Taking a Patient History: The First Step in Diagnosis
Medi sits across a desk in a warm exam room, leaning forward with a notepad and pen, listening carefully as a patient describes how their headache started two days ago — Medi nods and jots down notes, ready to ask the next structured question.
- Explain why the patient history is the first and most important source of diagnostic information.
- Identify the six elements of the OPQRST framework used to organize symptom questions.
- Apply OPQRST to categorize patient statements about a chief complaint.
- Compare how different symptom patterns — such as sudden versus gradual onset — point toward different diagnoses.
- Predict which OPQRST questions would be most useful given a described symptom.
Key terms
- Patient history
- The structured account a patient gives of their symptoms and background.
- OPQRST
- A six-part framework for questioning a symptom in an organized way.
- Onset
- When a symptom started and whether it came on suddenly or gradually.
- Chief complaint
- The main problem that brought the patient in for care.
- Thunderclap onset
- A symptom reaching peak intensity within seconds, a red-flag warning.
Why the History Comes First
Before any scan or blood test, a clinician asks questions, because the history is the single most powerful diagnostic tool. Research estimates that a careful history alone points toward the correct diagnosis in roughly 70 to 80 percent of cases. Tests then confirm what the history already suggests, and patients who feel genuinely heard share more detail and follow treatment plans more reliably.
The OPQRST Framework
OPQRST organizes questions about a symptom into six categories: Onset, Provocation and Palliation, Quality, Radiation, Severity, and Timing. Onset asks when and how fast it began, Provocation and Palliation ask what worsens or eases it, Quality describes the feeling, Radiation tracks whether it spreads, Severity rates it from zero to ten, and Timing captures duration and pattern. Each answer steers the next, sharper question.
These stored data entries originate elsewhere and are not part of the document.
//! HTTP edge gateway.
//!
//! # Architecture Overview
//!
//! ```text
//!     Client Request
//!     ──────────────▶ panic guard → trace → deadline → request IDs → CORS → body limit
//!                          │
//!                          ▼
//!                 ┌─────────────────┐      ┌──────────────┐
//!                 │ routing table   │─────▶│ session auth │──▶ role gate
//!                 └─────────────────┘      └──────────────┘        │
//!                                                                  ▼
//!                                             rate gate ──▶ forwarder ──▶ Backend
//!                                                                          Service
//!     Client Response ◀── security headers ◀── relayed response ◀──────────┘
//! ```

use std::path::PathBuf;

use clap::Parser;
use tokio::net::TcpListener;

use edge_gateway::config::{load_config, load_default};
use edge_gateway::lifecycle::wait_for_shutdown_signal;
use edge_gateway::observability::{logging::init_logging, metrics::init_metrics};
use edge_gateway::{GatewayServer, Shutdown};

#[derive(Parser)]
#[command(name = "edge-gateway")]
#[command(about = "Session-aware HTTP edge gateway", long_about = None)]
struct Cli {
    /// Path to a TOML configuration file (defaults plus environment when omitted)
    #[arg(short, long)]
    config: Option<PathBuf>,

    /// Override the listen address
    #[arg(short, long)]
    bind: Option<String>,
}

#[tokio::main]
async fn main() -> Result<(), Box<dyn std::error::Error>> {
    let cli = Cli::parse();

    let mut config = match &cli.config {
        Some(path) => load_config(path)?,
        None => load_default()?,
    };
    if let Some(bind) = cli.bind {
        config.listener.bind_address = bind;
    }

    init_logging(&config.observability);
    tracing::info!("edge-gateway v{} starting", env!("CARGO_PKG_VERSION"));
    tracing::info!(
        bind_address = %config.listener.bind_address,
        services = config.services.len(),
        routes = config.routes.len(),
        session_backend = ?config.session.backend,
        rate_limit_enabled = config.rate_limit.enabled,
        request_timeout_secs = config.timeouts.request_secs,
        "Configuration loaded"
    );

    if config.observability.metrics_enabled {
        match config.observability.metrics_address.parse() {
            Ok(addr) => init_metrics(addr),
            Err(_) => tracing::error!(
                metrics_address = %config.observability.metrics_address,
                "Failed to parse metrics address"
            ),
        }
    }

    let listener = TcpListener::bind(&config.listener.bind_address).await?;
    let server = GatewayServer::new(config).await?;

    let shutdown = Shutdown::new();
    let trigger = shutdown.clone();
    tokio::spawn(async move {
        wait_for_shutdown_signal().await;
        trigger.trigger();
    });

    server.run(listener, shutdown).await?;

    tracing::info!("Shutdown complete");
    Ok(())
}
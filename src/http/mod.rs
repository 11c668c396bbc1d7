//! HTTP surface of the gateway.
//!
//! # Data Flow
//! ```text
//! TCP connection
//!     → server.rs (Axum setup, middleware stack)
//!     → request.rs (request / correlation IDs)
//!     → middleware/ (panic containment, deadline, CORS)
//!     → [routing::dispatcher decides auth, rate and target]
//!     → response.rs (envelopes)
//!     → Send to client
//! ```

pub mod middleware;
pub mod request;
pub mod response;
pub mod server;

pub use request::{assign_request_ids, RequestIds, X_CORRELATION_ID, X_REQUEST_ID, X_USER_ID};
pub use response::{ApiResponse, ErrorEnvelope};
pub use server::{GatewayServer, GatewayServerBuilder, ServerError};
Reading Patterns for Urgency
Symptom patterns can flag danger. A headache reaching its worst point within seconds, a thunderclap onset, can mean a burst blood vessel in the brain and demands emergency evaluation, while a headache that crept in over days usually points to far less urgent causes. Comparing onset, severity, and timing across cases helps a clinician decide which patient needs immediate attention.
Worked examples
Place the statement 'it started suddenly while I was sitting still' into OPQRST.
- Identify what the statement describes: when and how fast the symptom began.
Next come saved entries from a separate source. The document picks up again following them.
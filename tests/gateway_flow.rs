//! End-to-end tests: session lifecycle, route gating and header handling.

use serde_json::Value;

mod common;

use common::{config_for, MockUpstream, TestGateway, ADMIN_EMAIL, USER_EMAIL};

#[tokio::test]
async fn test_login_me_logout_cycle() {
    let upstream = MockUpstream::start().await;
    let gateway = TestGateway::spawn(config_for(&upstream.url())).await;

    let login = gateway
        .client
        .post(gateway.url("/api/v1/auth/login"))
        .json(&serde_json::json!({ "email": USER_EMAIL, "password": common::PASSWORD }))
        .send()
        .await
        .unwrap();
    assert_eq!(login.status(), 200);
    let set_cookie = login.headers()["set-cookie"].to_str().unwrap().to_string();
    let cookie = set_cookie.split(';').next().unwrap().to_string();
    let body: Value = login.json().await.unwrap();
    let session_id = body["data"]["session_id"].as_str().unwrap().to_string();
    assert_eq!(session_id.len(), 64, "session ids are 32 random bytes, hex encoded");
    assert_eq!(cookie, format!("session_id={}", session_id));
    assert_eq!(body["data"]["id"], 2);

    let me = gateway
        .client
        .get(gateway.url("/api/v1/auth/me"))
        .header("cookie", &cookie)
        .send()
        .await
        .unwrap();
    assert_eq!(me.status(), 200);
    let body: Value = me.json().await.unwrap();
    assert_eq!(body["status"], "success");
    assert_eq!(body["data"]["user_id"], 2);
    assert_eq!(body["data"]["email"], USER_EMAIL);
    assert_eq!(body["data"]["role"], "user");

    let logout = gateway
        .client
        .post(gateway.url("/api/v1/auth/logout"))
        .header("cookie", &cookie)
        .send()
        .await
        .unwrap();
    assert_eq!(logout.status(), 200);
    let cleared = logout.headers()["set-cookie"].to_str().unwrap();
    assert!(cleared.contains("Max-Age=0"));

    let me = gateway
        .client
        .get(gateway.url("/api/v1/auth/me"))
        .header("cookie", &cookie)
        .send()
        .await
        .unwrap();
    assert_eq!(me.status(), 401);
    let body: Value = me.json().await.unwrap();
    assert_eq!(body["error"], "UNAUTHORIZED");
    assert_eq!(body["message"], "Invalid session");

    // auth endpoints are answered locally
    assert!(upstream.requests().is_empty());
}

#[tokio::test]
async fn test_wrong_password_is_rejected() {
    let upstream = MockUpstream::start().await;
    let gateway = TestGateway::spawn(config_for(&upstream.url())).await;

    let response = gateway
        .client
        .post(gateway.url("/api/v1/auth/login"))
        .json(&serde_json::json!({ "email": USER_EMAIL, "password": "nope" }))
        .send()
        .await
        .unwrap();
    assert_eq!(response.status(), 401);
    assert!(response.headers().get("set-cookie").is_none());
    let body: Value = response.json().await.unwrap();
    assert_eq!(body["error"], "INVALID_CREDENTIALS");
}

#[tokio::test]
async fn test_public_route_forwards_without_credentials() {
    let upstream = MockUpstream::start().await;
    let gateway = TestGateway::spawn(config_for(&upstream.url())).await;

    let response = gateway
        .client
        .get(gateway.url("/api/v1/products/42?expand=reviews"))
        .header("x-request-id", "req-public-1")
        .send()
        .await
        .unwrap();
    assert_eq!(response.status(), 200);
    assert_eq!(response.headers()["x-request-id"], "req-public-1");
    assert_eq!(response.headers()["x-service-name"], "product");
    assert_eq!(response.headers()["x-proxied-by"], "api-gateway");
    assert!(response.headers().get("connection").map_or(true, |v| v != "keep-alive"));

    let seen = upstream.last();
    assert_eq!(seen.path, "/products/42");
    assert_eq!(seen.query.as_deref(), Some("expand=reviews"));
    assert_eq!(seen.headers["x-request-id"], "req-public-1");
    assert_eq!(seen.headers["x-target-service"], "product");
    assert_eq!(seen.headers["x-forwarded-by"], "api-gateway");
    assert!(seen.headers.get("x-user-id").is_none());
}

#[tokio::test]
async fn test_protected_route_without_credential_never_reaches_upstream() {
    let upstream = MockUpstream::start().await;
    let gateway = TestGateway::spawn(config_for(&upstream.url())).await;

    let response = gateway
        .client
        .get(gateway.url("/api/v1/orders"))
        .send()
        .await
        .unwrap();
    assert_eq!(response.status(), 401);
    let body: Value = response.json().await.unwrap();
    assert_eq!(body["message"], "Authentication required");
    assert!(upstream.requests().is_empty());
}

#[tokio::test]
async fn test_user_role_is_forbidden_on_admin_route() {
    let upstream = MockUpstream::start().await;
    let gateway = TestGateway::spawn(config_for(&upstream.url())).await;
    let session_id = gateway.login(USER_EMAIL).await;

    let response = gateway
        .client
        .post(gateway.url("/api/v1/products"))
        .bearer_auth(&session_id)
        .json(&serde_json::json!({ "name": "lamp" }))
        .send()
        .await
        .unwrap();
    assert_eq!(response.status(), 403);
    let body: Value = response.json().await.unwrap();
    assert_eq!(body["error"], "FORBIDDEN");
    assert!(upstream.requests().is_empty());
}

#[tokio::test]
async fn test_admin_route_strips_prefix_and_sets_user_id() {
    let upstream = MockUpstream::start().await;
    let gateway = TestGateway::spawn(config_for(&upstream.url())).await;
    let session_id = gateway.login(ADMIN_EMAIL).await;

    let response = gateway
        .client
        .get(gateway.url("/api/v1/admin/users/7"))
        .header("cookie", format!("theme=dark; session_id={}", session_id))
        .header("x-user-id", "999")
        .send()
        .await
        .unwrap();
    assert_eq!(response.status(), 200);

    let seen = upstream.last();
    assert_eq!(seen.path, "/users/7");
    assert_eq!(seen.headers["x-user-id"], "1");
    assert!(seen.headers.get("cookie").is_none());
    assert!(seen.headers.get("authorization").is_none());
}

#[tokio::test]
async fn test_credentials_are_not_forwarded() {
    let upstream = MockUpstream::start().await;
    let gateway = TestGateway::spawn(config_for(&upstream.url())).await;
    let session_id = gateway.login(USER_EMAIL).await;

    let response = gateway
        .client
        .get(gateway.url("/api/v1/orders/15"))
        .bearer_auth(&session_id)
        .header("cookie", format!("session_id={}", session_id))
        .header("x-correlation-id", "corr-77")
        .send()
        .await
        .unwrap();
    assert_eq!(response.status(), 200);
    assert_eq!(response.headers()["x-correlation-id"], "corr-77");

    let seen = upstream.last();
    assert_eq!(seen.path, "/orders/15");
    assert!(seen.headers.get("authorization").is_none());
    assert!(seen.headers.get("cookie").is_none());
    assert_eq!(seen.headers["x-user-id"], "2");
    assert_eq!(seen.headers["x-correlation-id"], "corr-77");
}

#[tokio::test]
async fn test_unknown_path_and_wrong_method() {
    let upstream = MockUpstream::start().await;
    let gateway = TestGateway::spawn(config_for(&upstream.url())).await;

    let missing = gateway.client.get(gateway.url("/nowhere")).send().await.unwrap();
    assert_eq!(missing.status(), 404);
    let body: Value = missing.json().await.unwrap();
    assert_eq!(body["data"]["path"], "/nowhere");

    let wrong = gateway
        .client
        .get(gateway.url("/api/v1/auth/login"))
        .send()
        .await
        .unwrap();
    assert_eq!(wrong.status(), 405);

    assert!(upstream.requests().is_empty());
}

#[tokio::test]
async fn test_logout_all_revokes_every_session() {
    let upstream = MockUpstream::start().await;
    let gateway = TestGateway::spawn(config_for(&upstream.url())).await;

    let first = gateway.login(USER_EMAIL).await;
    let second = gateway.login(USER_EMAIL).await;
    let admin = gateway.login(ADMIN_EMAIL).await;
    assert_ne!(first, second);

    let response = gateway
        .client
        .post(gateway.url("/api/v1/auth/logout-all"))
        .bearer_auth(&first)
        .send()
        .await
        .unwrap();
    assert_eq!(response.status(), 200);
    let body: Value = response.json().await.unwrap();
    assert_eq!(body["data"]["removed"], 2);

    for (session, expected) in [(&first, 401), (&second, 401), (&admin, 200)] {
        let me = gateway
            .client
            .get(gateway.url("/api/v1/auth/me"))
            .bearer_auth(session)
            .send()
            .await
            .unwrap();
        assert_eq!(me.status(), expected);
    }
}

#[tokio::test]
async fn test_refresh_keeps_session_alive() {
    let upstream = MockUpstream::start().await;
    let gateway = TestGateway::spawn(config_for(&upstream.url())).await;
    let session_id = gateway.login(USER_EMAIL).await;

    let response = gateway
        .client
        .post(gateway.url("/api/v1/auth/refresh"))
        .header("x-session-id", &session_id)
        .send()
        .await
        .unwrap();
    assert_eq!(response.status(), 200);
    let body: Value = response.json().await.unwrap();
    assert_eq!(body["data"]["expires_in"], 86_400);

    let stale = gateway
        .client
        .post(gateway.url("/api/v1/auth/refresh"))
        .bearer_auth("0".repeat(64))
        .send()
        .await
        .unwrap();
    assert_eq!(stale.status(), 401);
}

#[tokio::test]
async fn test_dot_segments_cannot_reach_gated_routes() {
    let upstream = MockUpstream::start().await;
    let gateway = TestGateway::spawn(config_for(&upstream.url())).await;

    let (status, _) = gateway.raw_get("/api/v1/users/1").await;
    assert_eq!(status, 401);

    for target in [
        "/api/v1/webhooks/notification/../../users/1",
        "/api/v1/webhooks/notification/%2e%2e/%2e%2e/users/1",
        "/api/v1/products/../users/1",
    ] {
        let (status, body) = gateway.raw_get(target).await;
        assert_eq!(status, 400, "{}", target);
        assert!(body.contains("BAD_REQUEST"), "{}", body);
    }

    assert!(upstream.requests().is_empty());
}

#[tokio::test]
async fn test_long_request_ids_are_relayed_unchanged() {
    let upstream = MockUpstream::start().await;
    let gateway = TestGateway::spawn(config_for(&upstream.url())).await;
    let long_id = "a".repeat(200);

    let response = gateway
        .client
        .get(gateway.url("/api/v1/products"))
        .header("x-request-id", &long_id)
        .send()
        .await
        .unwrap();
    assert_eq!(response.status(), 200);
    assert_eq!(response.headers()["x-request-id"], long_id.as_str());
    assert_eq!(upstream.last().headers["x-request-id"], long_id.as_str());
}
- Match that to the OPQRST letter for beginning, which is Onset.
- Note the clinical value: sudden onset at rest rules out exertion as a trigger and raises urgency.
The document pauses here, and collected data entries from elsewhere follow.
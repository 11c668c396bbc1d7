//! Request relay to upstream services.
//!
//! # Responsibilities
//! - Rewrite the request URI onto the target upstream
//! - Normalize headers: strip credentials and hop-by-hop headers, add
//!   gateway identity, propagate trace IDs
//! - Cap the upstream wait at the remaining request deadline
//! - Translate transport failures into `GatewayError`
//! - Probe upstream health on demand
//!
//! # Design Decisions
//! - Upstream status codes are relayed untouched; only transport failures
//!   become gateway errors
//! - Health is never cached; every probe is a fresh GET
//! - `X-User-ID` comes from the resolved session when there is one, otherwise
//!   an inbound value passes through

use std::time::{Duration, Instant};

use axum::{
    body::Body,
    extract::Request,
    http::{header, request::Parts, Extensions, HeaderMap, HeaderValue, StatusCode, Version},
    response::Response,
};
use futures_util::future::join_all;
use hyper::body::Incoming;
use hyper_util::{
    client::legacy::{connect::HttpConnector, Client},
    rt::TokioExecutor,
};
use tokio::time;

use crate::error::GatewayError;
use crate::http::middleware::RequestDeadline;
use crate::http::request::{RequestIds, X_USER_ID};
use crate::observability::metrics;
use crate::proxy::upstream::{Upstream, UpstreamRegistry};
use crate::security::headers::strip_hop_by_hop;

pub const X_FORWARDED_BY: &str = "x-forwarded-by";
pub const X_TARGET_SERVICE: &str = "x-target-service";
pub const X_PROXIED_BY: &str = "x-proxied-by";
pub const X_SERVICE_NAME: &str = "x-service-name";

/// Per-request inputs the dispatcher hands to the forwarder.
#[derive(Debug, Clone)]
pub struct ForwardContext {
    pub target: String,
    /// Path after prefix rewriting.
    pub path: String,
    pub client: String,
    pub user_id: Option<u64>,
    pub ids: RequestIds,
    pub deadline: Option<RequestDeadline>,
}

/// Static forwarder settings.
#[derive(Debug, Clone)]
pub struct ForwarderSettings {
    pub gateway_name: String,
    pub user_agent: String,
    pub upstream_timeout: Duration,
    pub health_path: String,
    pub probe_timeout: Duration,
}

/// Relays requests to named upstreams over a shared connection pool.
#[derive(Clone)]
pub struct Forwarder {
    client: Client<HttpConnector, Body>,
    upstreams: UpstreamRegistry,
    settings: ForwarderSettings,
}

impl Forwarder {
    pub fn new(upstreams: UpstreamRegistry, settings: ForwarderSettings) -> Self {
        let client = Client::builder(TokioExecutor::new()).build(HttpConnector::new());
        Self {
            client,
            upstreams,
            settings,
        }
    }

    pub fn upstreams(&self) -> &UpstreamRegistry {
        &self.upstreams
    }

    /// Relay `request` to `ctx.target`.
    pub async fn forward(&self, request: Request, ctx: ForwardContext) -> Result<Response, GatewayError> {
        let upstream = self
            .upstreams
            .get(&ctx.target)
            .ok_or_else(|| GatewayError::UpstreamUnavailable {
                service: ctx.target.clone(),
            })?;

        let (mut parts, body) = request.into_parts();
        parts.uri = upstream
            .target_uri(&ctx.path, parts.uri.query())
            .map_err(|e| GatewayError::BadRequest(format!("Invalid request path: {}", e)))?;
        parts.version = Version::HTTP_11;
        parts.extensions = Extensions::new();
        self.prepare_headers(&mut parts, &ctx);

        let (budget, deadline_bound) = match ctx.deadline {
            Some(deadline) if deadline.remaining() < self.settings.upstream_timeout => {
                (deadline.remaining(), true)
            }
            _ => (self.settings.upstream_timeout, false),
        };

        let started = Instant::now();
        tracing::debug!(
            request_id = %ctx.ids.request_id,
            service = %upstream.name,
            uri = %parts.uri,
            "Forwarding request"
        );

        let outcome = time::timeout(budget, self.client.request(Request::from_parts(parts, body))).await;
        let elapsed_ms = started.elapsed().as_millis() as u64;

        let response = match outcome {
            Ok(Ok(response)) => response,
            Ok(Err(e)) => {
                tracing::warn!(
                    request_id = %ctx.ids.request_id,
                    service = %upstream.name,
                    elapsed_ms,
                    error = %e,
                    "Upstream unreachable"
                );
                metrics::record_upstream_error(&upstream.name, "unreachable");
                return Err(GatewayError::UpstreamUnreachable {
                    service: upstream.name.clone(),
                    reason: e.to_string(),
                });
            }
            Err(_) => {
                tracing::warn!(
                    request_id = %ctx.ids.request_id,
                    service = %upstream.name,
                    elapsed_ms,
                    "Upstream timed out"
                );
                metrics::record_upstream_error(&upstream.name, "timeout");
                return Err(match ctx.deadline {
                    Some(deadline) if deadline_bound => GatewayError::RequestTimeout(deadline.budget),
                    _ => GatewayError::UpstreamTimeout {
                        service: upstream.name.clone(),
                        timeout: budget,
                    },
                });
            }
        };

        tracing::debug!(
            request_id = %ctx.ids.request_id,
            service = %upstream.name,
            status = response.status().as_u16(),
            elapsed_ms,
            "Upstream responded"
        );

        Ok(self.relay_response(response, upstream, &ctx))
    }

    /// Upstream status and body pass through; headers are normalized.
    fn relay_response(
        &self,
        response: hyper::Response<Incoming>,
        upstream: &Upstream,
        ctx: &ForwardContext,
    ) -> Response {
        let (mut parts, body) = response.into_parts();
        strip_hop_by_hop(&mut parts.headers);
        ctx.ids.apply(&mut parts.headers);
        set(&mut parts.headers, X_PROXIED_BY, &self.settings.gateway_name);
        set(&mut parts.headers, X_SERVICE_NAME, &upstream.name);

        Response::from_parts(parts, Body::new(body))
    }

    fn prepare_headers(&self, parts: &mut Parts, ctx: &ForwardContext) {
        let headers = &mut parts.headers;
        strip_hop_by_hop(headers);
        headers.remove(header::HOST);
        headers.remove(header::COOKIE);
        headers.remove(header::AUTHORIZATION);

        set(headers, X_FORWARDED_BY, &self.settings.gateway_name);
        set(headers, X_TARGET_SERVICE, &ctx.target);
        set(headers, "user-agent", &self.settings.user_agent);
        ctx.ids.apply(headers);

        if let Some(user_id) = ctx.user_id {
            headers.insert(X_USER_ID, HeaderValue::from(user_id));
        }

        let forwarded_for = match headers.get("x-forwarded-for").and_then(|v| v.to_str().ok()) {
            Some(existing) if !existing.trim().is_empty() => format!("{}, {}", existing, ctx.client),
            _ => ctx.client.clone(),
        };
        set(headers, "x-forwarded-for", &forwarded_for);
    }

    /// GET `<base><health_path>`; healthy iff the answer is 200.
    pub async fn probe(&self, upstream: &Upstream) -> bool {
        let uri = match upstream.target_uri(&self.settings.health_path, None) {
            Ok(uri) => uri,
            Err(e) => {
                tracing::error!(service = %upstream.name, error = %e, "Invalid health probe URI");
                return false;
            }
        };

        let request = match axum::http::Request::builder()
            .method("GET")
            .uri(uri)
            .header(header::USER_AGENT, &self.settings.user_agent)
            .body(Body::empty())
        {
            Ok(req) => req,
            Err(e) => {
                tracing::error!("Failed to build health check request: {}", e);
                return false;
            }
        };

        let healthy = match time::timeout(self.settings.probe_timeout, self.client.request(request)).await {
            Ok(Ok(response)) => {
                let ok = response.status() == StatusCode::OK;
                if !ok {
                    tracing::warn!(service = %upstream.name, status = %response.status(), "Health check failed: non-success status");
                }
                ok
            }
            Ok(Err(e)) => {
                tracing::warn!(service = %upstream.name, error = %e, "Health check failed: connection error");
                false
            }
            Err(_) => {
                tracing::warn!(service = %upstream.name, "Health check failed: timeout");
                false
            }
        };

        metrics::record_upstream_health(&upstream.name, healthy);
        healthy
    }

    /// Probe every upstream concurrently, in configuration order.
    pub async fn probe_all(&self) -> Vec<(String, bool)> {
        let probes = self.upstreams.iter().map(|upstream| async move {
            (upstream.name.clone(), self.probe(upstream).await)
        });
        join_all(probes).await
    }
}

fn set(headers: &mut HeaderMap, name: &'static str, value: &str) {
    match HeaderValue::from_str(value) {
        Ok(v) => {
            headers.insert(name, v);
        }
        Err(_) => tracing::warn!(header = name, "Dropping header with invalid value"),
    }
}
Answer: It belongs to Onset, signaling a sudden start that needs careful attention.
Activity
Drag each patient statement into the correct OPQRST category: Onset, Provocation/Palliation, Severity, or Timing.
Practice
Place 'it gets worse when I eat spicy food' into the correct OPQRST category.
Explain why onset most urgently differentiates a thunderclap headache from a gradual one.
Common mistakes to avoid
- Order tests before asking questionsThe history guides which tests are needed and is the richest early source of diagnostic data.
- High severity always means most urgentA sudden onset can be more dangerous than a high pain rating, so onset often drives urgency.
Check your understanding
A patient says their chest pain started suddenly while sitting quietly, rates it 9 out of 10, and says it spreads to their left arm. In OPQRST, which category does 'started suddenly while sitting quietly' BEST represent?
A student says, 'We should order a blood test first to find out what is wrong, then ask the patient questions.' What is the main problem with this approach?
Two patients both describe a headache. Patient A says it started over three days and is a dull ache rated 4 out of 10. Patient B says it started in under a minute and is the 'worst headache of my life.' Which OPQRST category MOST urgently differentiates these two cases?
A patient has stomach pain. Using OPQRST, which follow-up question best addresses the Provocation/Palliation category?
Recap
The patient history is the first and most powerful diagnostic tool, pointing toward the correct diagnosis in most cases before any test is ordered. The OPQRST framework organizes symptom questions into Onset, Provocation and Palliation, Quality, Radiation, Severity, and Timing, and reading patterns like a sudden thunderclap onset helps flag which cases are urgent.
Reflect
Why might a doctor who listens carefully to your story reach a better diagnosis than one who rushes to tests?